### [Activity]
Starting at the top line and ending at the last, restate the records exactly.

----------------

//! Listener registry for normalized events
//!
//! Registration hands back a `Subscription`; releasing it is the only cleanup
//! a caller owes, and releasing twice is harmless.

use std::collections::HashMap;
use std::sync::atomic::{AtomicBool, Ordering};
use std::sync::{Arc, Weak};

use parking_lot::Mutex;

use super::types::{
    BackgroundDetectionEvent, Beacon, BridgeEvent, ErrorEvent, EventTopic, SyncLifecycleEvent,
};

type Listener = Arc<dyn Fn(&BridgeEvent) + Send + Sync>;

#[derive(Default)]
struct Registry {
    next_id: u64,
    listeners: HashMap<EventTopic, Vec<(u64, Listener)>>,
}

#[derive(Clone, Default)]
pub struct EventEmitter {
    registry: Arc<Mutex<Registry>>,
}

impl EventEmitter {
    pub fn new() -> Self {
        Self::default()
    }

    pub fn subscribe<F>(&self, topic: EventTopic, listener: F) -> Subscription
    where
        F: Fn(&BridgeEvent) + Send + Sync + 'static,
    {
        let mut registry = self.registry.lock();
        registry.next_id += 1;
        let id = registry.next_id;
        registry
            .listeners
            .entry(topic)
            .or_default()
            .push((id, Arc::new(listener)));

        tracing::debug!("Listener {} registered for {}", id, topic);
        Subscription {
            topic,
            id,
            registry: Arc::downgrade(&self.registry),
            active: AtomicBool::new(true),
        }
    }

    pub fn on_beacons<F>(&self, listener: F) -> Subscription
    where
        F: Fn(&[Beacon]) + Send + Sync + 'static,
    {
        self.subscribe(EventTopic::BeaconsDetected, move |event| {
            if let BridgeEvent::Beacons(beacons) = event {
                listener(beacons);
            }
        })
    }

    pub fn on_sync_lifecycle<F>(&self, listener: F) -> Subscription
    where
        F: Fn(&SyncLifecycleEvent) + Send + Sync + 'static,
    {
        self.subscribe(EventTopic::SyncLifecycle, move |event| {
            if let BridgeEvent::SyncLifecycle(sync) = event {
                listener(sync);
            }
        })
    }

    pub fn on_background_detection<F>(&self, listener: F) -> Subscription
    where
        F: Fn(&BackgroundDetectionEvent) + Send + Sync + 'static,
    {
        self.subscribe(EventTopic::BackgroundDetection, move |event| {
            if let BridgeEvent::BackgroundDetection(detection) = event {
                listener(detection);
            }
        })
    }

    pub fn on_scanning_state<F>(&self, listener: F) -> Subscription
    where
        F: Fn(bool) + Send + Sync + 'static,
    {
        self.subscribe(EventTopic::ScanningStateChanged, move |event| {
            if let BridgeEvent::ScanningState(scanning) = event {
                listener(*scanning);
            }
        })
    }

    pub fn on_error<F>(&self, listener: F) -> Subscription
    where
        F: Fn(&ErrorEvent) + Send + Sync + 'static,
    {
        self.subscribe(EventTopic::Error, move |event| {
            if let BridgeEvent::Error(error) = event {
                listener(error);
            }
        })
    }

    /// Deliver to every listener on the event's topic. Returns how many were
    /// called.
    ///
    /// Listeners run outside the lock so they may subscribe or unsubscribe.
    pub fn emit(&self, event: &BridgeEvent) -> usize {
        let listeners: Vec<Listener> = self
            .registry
            .lock()
            .listeners
            .get(&event.topic())
            .map(|list| list.iter().map(|(_, l)| l.clone()).collect())
            .unwrap_or_default();

        for listener in &listeners {
            listener(event);
        }
        listeners.len()
    }

    pub fn listener_count(&self, topic: EventTopic) -> usize {
        self.registry
            .lock()
            .listeners
            .get(&topic)
            .map_or(0, Vec::len)
    }
}

/// Handle for one registered listener.
pub struct Subscription {
    topic: EventTopic,
    id: u64,
    registry: Weak<Mutex<Registry>>,
    active: AtomicBool,
}

impl Subscription {
    pub fn topic(&self) -> EventTopic {
        self.topic
    }

    pub fn is_active(&self) -> bool {
        self.active.load(Ordering::Acquire)
    }

    /// Idempotent. A no-op once the emitter itself is gone.
    pub fn remove(&self) {
        if !self.active.swap(false, Ordering::AcqRel) {
            return;
        }

        if let Some(registry) = self.registry.upgrade() {
            if let Some(list) = registry.lock().listeners.get_mut(&self.topic) {
                list.retain(|(id, _)| *id != self.id);
            }
            tracing::debug!("Listener {} removed from {}", self.id, self.topic);
        }
    }
}

impl std::fmt::Debug for Subscription {
    fn fmt(&self, f: &mut std::fmt::Formatter<'_>) -> std::fmt::Result {
        f.debug_struct("Subscription")
            .field("topic", &self.topic)
            .field("id", &self.id)
            .field("active", &self.is_active())
            .finish()
    }
}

----------------

### [Response to the exercise]
//! Listener registry for normalized events
//!
//! Registration hands back a `Subscription`; releasing it is the only cleanup
//! a caller owes, and releasing twice is harmless.

use std::collections::HashMap;
use std::sync::atomic::{AtomicBool, Ordering};
use std::sync::{Arc, Weak};

use parking_lot::Mutex;

use super::types::{
    BackgroundDetectionEvent, Beacon, BridgeEvent, ErrorEvent, EventTopic, SyncLifecycleEvent,
};

type Listener = Arc<dyn Fn(&BridgeEvent) + Send + Sync>;

#[derive(Default)]
struct Registry {
    next_id: u64,
    listeners: HashMap<EventTopic, Vec<(u64, Listener)>>,
}

#[derive(Clone, Default)]
pub struct EventEmitter {
    registry: Arc<Mutex<Registry>>,
}

impl EventEmitter {
    pub fn new() -> Self {
        Self::default()
    }

    pub fn subscribe<F>(&self, topic: EventTopic, listener: F) -> Subscription
    where
        F: Fn(&BridgeEvent) + Send + Sync + 'static,
    {
        let mut registry = self.registry.lock();
        registry.next_id += 1;
        let id = registry.next_id;
        registry
            .listeners
            .entry(topic)
            .or_default()
            .push((id, Arc::new(listener)));

        tracing::debug!("Listener {} registered for {}", id, topic);
        Subscription {
            topic,
            id,
            registry: Arc::downgrade(&self.registry),
            active: AtomicBool::new(true),
        }
    }

    pub fn on_beacons<F>(&self, listener: F) -> Subscription
    where
        F: Fn(&[Beacon]) + Send + Sync + 'static,
    {
        self.subscribe(EventTopic::BeaconsDetected, move |event| {
            if let BridgeEvent::Beacons(beacons) = event {
                listener(beacons);
            }
        })
    }

    pub fn on_sync_lifecycle<F>(&self, listener: F) -> Subscription
    where
        F: Fn(&SyncLifecycleEvent) + Send + Sync + 'static,
    {
        self.subscribe(EventTopic::SyncLifecycle, move |event| {
            if let BridgeEvent::SyncLifecycle(sync) = event {
                listener(sync);
            }
        })
    }

    pub fn on_background_detection<F>(&self, listener: F) -> Subscription
    where
        F: Fn(&BackgroundDetectionEvent) + Send + Sync + 'static,
    {
        self.subscribe(EventTopic::BackgroundDetection, move |event| {
            if let BridgeEvent::BackgroundDetection(detection) = event {
                listener(detection);
            }
        })
    }

    pub fn on_scanning_state<F>(&self, listener: F) -> Subscription
    where
        F: Fn(bool) + Send + Sync + 'static,
    {
        self.subscribe(EventTopic::ScanningStateChanged, move |event| {
            if let BridgeEvent::ScanningState(scanning) = event {
                listener(*scanning);
            }
        })
    }

    pub fn on_error<F>(&self, listener: F) -> Subscription
    where
        F: Fn(&ErrorEvent) + Send + Sync + 'static,
    {
        self.subscribe(EventTopic::Error, move |event| {
            if let BridgeEvent::Error(error) = event {
                listener(error);
            }
        })
    }

    /// Deliver to every listener on the event's topic. Returns how many were
    /// called.
    ///
    /// Listeners run outside the lock so they may subscribe or unsubscribe.
    pub fn emit(&self, event: &BridgeEvent) -> usize {
        let listeners: Vec<Listener> = self
            .registry
            .lock()
            .listeners
            .get(&event.topic())
            .map(|list| list.iter().map(|(_, l)| l.clone()).collect())
            .unwrap_or_default();

        for listener in &listeners {
            listener(event);
        }
        listeners.len()
    }

    pub fn listener_count(&self, topic: EventTopic) -> usize {
        self.registry
            .lock()
            .listeners
            .get(&topic)
            .map_or(0, Vec::len)
    }
}

/// Handle for one registered listener.
pub struct Subscription {
    topic: EventTopic,
    id: u64,
    registry: Weak<Mutex<Registry>>,
    active: AtomicBool,
}

impl Subscription {
    pub fn topic(&self) -> EventTopic {
        self.topic
    }

    pub fn is_active(&self) -> bool {
        self.active.load(Ordering::Acquire)
    }

    /// Idempotent. A no-op once the emitter itself is gone.
    pub fn remove(&self) {
        if !self.active.swap(false, Ordering::AcqRel) {
            return;
        }

        if let Some(registry) = self.registry.upgrade() {
            if let Some(list) = registry.lock().listeners.get_mut(&self.topic) {
                list.retain(|(id, _)| *id != self.id);
            }
            tracing::debug!("Listener {} removed from {}", self.id, self.topic);
        }
    }
}

impl std::fmt::Debug for Subscription {
    fn fmt(&self, f: &mut std::fmt::Formatter<'_>) -> std::fmt::Result {
        f.debug_struct("Subscription")
            .field("topic", &self.topic)
            .field("id", &self.id)
            .field("active", &self.is_active())
            .finish()
    }
}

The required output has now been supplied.